Half-court…00:05 no time…drive…PLUNK…can’t… stayin’ zone…00:03…pretty far…PLUNK…                 gotta take it…slow down…everybody yellin’…don’t listen…shut everything
                  blinded me can’t see…wanted more time…felt right…nice spin

                                                               …Johnny B. Goode!
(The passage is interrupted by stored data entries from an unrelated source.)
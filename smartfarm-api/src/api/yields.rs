//! Yield forecast handlers
//!
//! The forecast endpoint computes the deterministic mock yield, persists
//! the row with its coefficient snapshot, and broadcasts a
//! `ForecastCreated` event. Hectares and yield are rendered as 2-decimal
//! strings so clients get stable formatting.

use crate::api::{AppContext, Pagination};
use crate::db::{crops, yields};
use crate::domain::forecast::{compute_forecast, lookup_factors, METHOD_MOCK_V1};
use crate::error::{ApiError, Result};
use axum::{
    extract::{Query, State},
    http::StatusCode,
    Json,
};
use serde::Deserialize;
use serde_json::{json, Value};
use smartfarm_common::api::ApiEnvelope;
use smartfarm_common::db::models::{Season, YieldForecast};
use smartfarm_common::events::SmartfarmEvent;
use tracing::info;
use uuid::Uuid;

#[derive(Debug, Deserialize)]
pub struct ForecastQuery {
    /// Crop guid or name
    pub crop: Option<String>,
    pub region: Option<String>,
    pub season: Option<String>,
    pub hectares: Option<String>,
}

#[derive(Debug, Deserialize)]
pub struct ForecastListQuery {
    pub region: Option<String>,
    pub season: Option<String>,
    pub crop_name: Option<String>,
    pub limit: Option<i64>,
    pub offset: Option<i64>,
}

fn required<'a>(field: &str, value: &'a Option<String>) -> Result<&'a str> {
    match value.as_deref().map(str::trim) {
        Some(v) if !v.is_empty() => Ok(v),
        _ => Err(ApiError::field_error(field, "This field is required.")),
    }
}

fn parse_hectares(raw: &str) -> Result<f64> {
    let hectares: f64 = raw
        .parse()
        .map_err(|_| ApiError::field_error("hectares", "Must be a number."))?;
    if !(hectares.is_finite() && hectares > 0.0) {
        return Err(ApiError::field_error("hectares", "Must be a positive number."));
    }
    Ok(hectares)
}

fn forecast_payload(row: &YieldForecast) -> Result<Value> {
    let factors: Value = serde_json::from_str(&row.factors)
        .map_err(|e| ApiError::Internal(e.to_string()))?;
    Ok(json!({
        "guid": row.guid,
        "crop_guid": row.crop_guid,
        "crop_name": row.crop_name,
        "region": row.region,
        "season": row.season,
        "hectares": format!("{:.2}", row.hectares),
        "forecast_yield": format!("{:.2}", row.forecast_yield),
        "factors": factors,
        "method": row.method,
        "created_at": row.created_at,
    }))
}

/// GET /api/v1/yields/forecast
pub async fn forecast(
    State(ctx): State<AppContext>,
    Query(query): Query<ForecastQuery>,
) -> Result<(StatusCode, Json<ApiEnvelope<Value>>)> {
    let crop_param = required("crop", &query.crop)?;
    let region = required("region", &query.region)?;
    let season_param = required("season", &query.season)?;
    let hectares = parse_hectares(required("hectares", &query.hectares)?)?;

    let season = Season::parse(season_param).ok_or_else(|| {
        ApiError::field_error("season", format!("'{}' is not a valid season.", season_param))
    })?;

    // The catalogue row is optional; the coefficient table is what gates
    // which crops can be forecast
    let catalogue_crop = crops::find_crop(&ctx.db_pool, crop_param).await?;
    let crop_name = catalogue_crop
        .as_ref()
        .map(|c| c.name.clone())
        .unwrap_or_else(|| crop_param.to_string());

    let factors = lookup_factors(&crop_name, region, season).ok_or_else(|| {
        ApiError::field_error(
            "crop",
            format!("No yield model for '{}' in '{}'.", crop_name, region),
        )
    })?;
    let forecast_yield = compute_forecast(&factors, hectares);

    let row = yields::insert_forecast(
        &ctx.db_pool,
        catalogue_crop.as_ref().map(|c| c.guid.as_str()),
        &crop_name,
        region,
        season.as_str(),
        hectares,
        forecast_yield,
        &factors,
        METHOD_MOCK_V1,
    )
    .await?;

    if let Ok(forecast_id) = Uuid::parse_str(&row.guid) {
        ctx.state.broadcast_event(SmartfarmEvent::ForecastCreated {
            forecast_id,
            crop_name: row.crop_name.clone(),
            region: row.region.clone(),
            timestamp: chrono::Utc::now(),
        });
    }

    info!(
        "Forecast {}: {} in {} over {} ha -> {} t",
        row.guid, row.crop_name, row.region, row.hectares, row.forecast_yield
    );

    Ok((
        StatusCode::CREATED,
        Json(ApiEnvelope::success(forecast_payload(&row)?, "Forecast computed")),
    ))
}

/// GET /api/v1/yields
pub async fn list_forecasts(
    State(ctx): State<AppContext>,
    Query(query): Query<ForecastListQuery>,
) -> Result<Json<ApiEnvelope<Value>>> {
    if let Some(season) = &query.season {
        Season::parse(season).ok_or_else(|| {
            ApiError::field_error("season", format!("'{}' is not a valid season.", season))
        })?;
    }

    let filters = yields::ForecastFilters {
        region: query.region.clone(),
        season: query.season.clone(),
        crop_name: query.crop_name.clone(),
    };
    let page = Pagination { limit: query.limit, offset: query.offset };
    let rows = yields::list_forecasts(&ctx.db_pool, &filters, page.limit(), page.offset()).await?;
    let results = rows
        .iter()
        .map(forecast_payload)
        .collect::<Result<Vec<_>>>()?;

    Ok(Json(ApiEnvelope::success(
        json!({ "count": results.len(), "results": results }),
        "Success",
    )))
}

#[cfg(test)]
mod tests {
    use super::*;
    use crate::domain::forecast::ForecastFactors;

    #[test]
    fn test_required_rejects_blank() {
        assert!(required("crop", &Some("  ".to_string())).is_err());
        assert!(required("crop", &None).is_err());
        assert_eq!(required("crop", &Some(" Maize ".to_string())).unwrap(), "Maize");
    }

    #[test]
    fn test_hectares_validation() {
        assert_eq!(parse_hectares("2.5").unwrap(), 2.5);
        assert!(parse_hectares("0").is_err());
        assert!(parse_hectares("-1").is_err());
        assert!(parse_hectares("two").is_err());
    }

    #[test]
    fn test_payload_formats_two_decimals() {
        let row = YieldForecast {
            guid: Uuid::new_v4().to_string(),
            crop_guid: None,
            crop_name: "Maize".to_string(),
            region: "Nairobi".to_string(),
            season: "major".to_string(),
            hectares: 2.5,
            forecast_yield: 9.0,
            factors: serde_json::to_string(&ForecastFactors {
                base_yield_t_per_ha: 4.0,
                regional_multiplier: 0.9,
                season_factor: 1.0,
            })
            .unwrap(),
            method: METHOD_MOCK_V1.to_string(),
            created_at: "2026-01-01T00:00:00Z".to_string(),
        };

        let payload = forecast_payload(&row).unwrap();
        assert_eq!(payload["hectares"], "2.50");
        assert_eq!(payload["forecast_yield"], "9.00");
        assert_eq!(payload["factors"]["base_yield_t_per_ha"], 4.0);
    }
}
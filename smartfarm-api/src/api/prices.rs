//! Market price handlers
//!
//! Listing is public; posting prices is a staff operation.

use crate::api::{AppContext, Pagination};
use crate::db::crops;
use crate::db::prices::{self, PriceFilters};
use crate::error::{ApiError, Result};
use axum::{
    extract::{Query, State},
    http::StatusCode,
    Extension, Json,
};
use chrono::NaiveDate;
use serde::Deserialize;
use serde_json::{json, Value};
use smartfarm_common::api::{ApiEnvelope, Claims};

#[derive(Debug, Deserialize)]
pub struct PriceRequest {
    /// Crop guid, or crop name as a fallback
    pub crop: String,
    pub region: String,
    pub price: f64,
    /// ISO date (YYYY-MM-DD)
    pub date: String,
}

#[derive(Debug, Deserialize)]
pub struct PriceQuery {
    pub crop: Option<String>,
    pub crop_name: Option<String>,
    pub region: Option<String>,
    pub date_after: Option<String>,
    pub date_before: Option<String>,
    pub limit: Option<i64>,
    pub offset: Option<i64>,
}

fn validate_date(field: &str, value: &str) -> Result<()> {
    NaiveDate::parse_from_str(value, "%Y-%m-%d")
        .map(|_| ())
        .map_err(|_| ApiError::field_error(field, "Date must be in YYYY-MM-DD format."))
}

/// GET /api/v1/prices
pub async fn list_prices(
    State(ctx): State<AppContext>,
    Query(query): Query<PriceQuery>,
) -> Result<Json<ApiEnvelope<Value>>> {
    for (field, value) in [
        ("date_after", &query.date_after),
        ("date_before", &query.date_before),
    ] {
        if let Some(value) = value {
            validate_date(field, value)?;
        }
    }

    let filters = PriceFilters {
        crop_guid: query.crop.clone(),
        crop_name: query.crop_name.clone(),
        region: query.region.clone(),
        date_after: query.date_after.clone(),
        date_before: query.date_before.clone(),
    };
    let page = Pagination { limit: query.limit, offset: query.offset };
    let rows = prices::list_prices(&ctx.db_pool, &filters, page.limit(), page.offset()).await?;

    Ok(Json(ApiEnvelope::success(
        json!({ "count": rows.len(), "results": rows }),
        "Success",
    )))
}

/// POST /api/v1/prices
pub async fn create_price(
    State(ctx): State<AppContext>,
    Extension(claims): Extension<Claims>,
    Json(req): Json<PriceRequest>,
) -> Result<(StatusCode, Json<ApiEnvelope<Value>>)> {
    if !claims.is_staff() {
        return Err(ApiError::Forbidden(
            "Only staff may record market prices".to_string(),
        ));
    }

    if req.region.trim().is_empty() {
        return Err(ApiError::field_error("region", "This field is required."));
    }
    if !(req.price.is_finite() && req.price > 0.0) {
        return Err(ApiError::field_error("price", "Must be a positive number."));
    }
    validate_date("date", &req.date)?;

    let crop = crops::find_crop(&ctx.db_pool, &req.crop)
        .await?
        .ok_or_else(|| ApiError::field_error("crop", format!("Unknown crop '{}'.", req.crop)))?;

    let price = prices::create_price(
        &ctx.db_pool,
        &crop.guid,
        req.region.trim(),
        req.price,
        &req.date,
    )
    .await?;

    Ok((
        StatusCode::CREATED,
        Json(ApiEnvelope::success(json!(price), "Price recorded")),
    ))
}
The shooter’s yellow-flecked feline blue eyes widened as the ball slithered through the net and the
scoreboard read:

                          VISITOR 55                                                            HOME 56

The referee signaled the game was over and the Annunciation High School team sprang from the bench.

“Great shot.”
“Way to go.”
“I dig it, I dig it.”

   Clad in royal blue trimmed with white they ran from the court champions of the Philadelphia High School Holiday Basketball Festival. ‘Cool’ was king of the masquerade in 1959 and ‘cool’ was the raiment Jim Collins wore running off the court. In the locker room the team gathered in a tribal circle as Coach Chandler beckoned him to the center of the circle. Rubbing his close-cropped black hair, the coach shouted, “One helluva clutch shot, Jim. Big time play!”
   The team clapped their way into an open shower room where the hero of the moment suffered through the soapy blur of a hot shower as they doused him with cold water. Afterwards supine on the locker room bench, he remembered practicing game-winning shots in darkening playgrounds, unlit gyms, or under the streetlight outside his house. Nights and days putting it up-and-in for the feeling of making the numbers change with no time left. Minus Wallace Stevens’ peignoir, complacency wrapped him in reverie. Luxuriated in peacefulness he changed into khakis, a navy blue turtleneck, and a red Jim Stark jacket. Exiting the locker room, Chuck Berry’s Johnny B. Goode drifted from a car radio into the cold night air.
   A cream-and-sky-blue bullet-nosed Ford waited at the curb. The air in the car was warm and heavy, laden with the smell of burnt tobacco. His father, a big broad-shouldered man, hunched over the wheel and flicked a cigarette butt out the window.
   “I’m glad ya made that last one. When ya missed those fouls earlier I was sure ya were goin’ to be the goat. Ya had that number 7 in your hip pocket. Ya coulda done all night what ya did at the end.”
   Gerry Collins didn’t look at his son adopting a matter-of-fact tone that brooked no disagreement. He had played semi-pro basketball in church halls in the 30’s where the game was played in a cage to stop fans from fighting with players. At five years old he had Jim dribbling and shooting at a peach basket hung on the side of the cellar stairs. Gerry had no doubts his son would be the player he never was.
   “Yeah, I know. I should’na had to make that shot. We shoulda been way ahead by then.” He wanted a cigarette to soothe the nervousness that came on him whenever he talked to his father about what happened in the games he played.
   “Well, I’m glad you did make it. Won’t hurt for the Big 5 coaches to see it in the paper tomorrow.”
    “Hadn’t thought about that.” Jim didn’t hear the pride that resonated in his father’s voice and slid further down in his seat pleased with what Diane would read about the game.
   “Yer gonna save me a lotta money when ya get that scholarship. I never had the chance yer gonna have. They’ll be offerin’ more than tuition too. Maybe somethin’ like Chamberlain got for goin’ to Kansas. Everybody figured he was goin’ to Temple. But ya can never tell what a nigger’s gonna do. He just took the money and ran like all the other coons workin’ in the Catskills.”
“Nobody’s in his class. Never seen anybody like him. He just goes over everybody.” ‘Nigger’ and ‘coon’ felt like sandpaper rubbing an open wound. Jim turned to the empty street wishing his father hadn’t come to the game.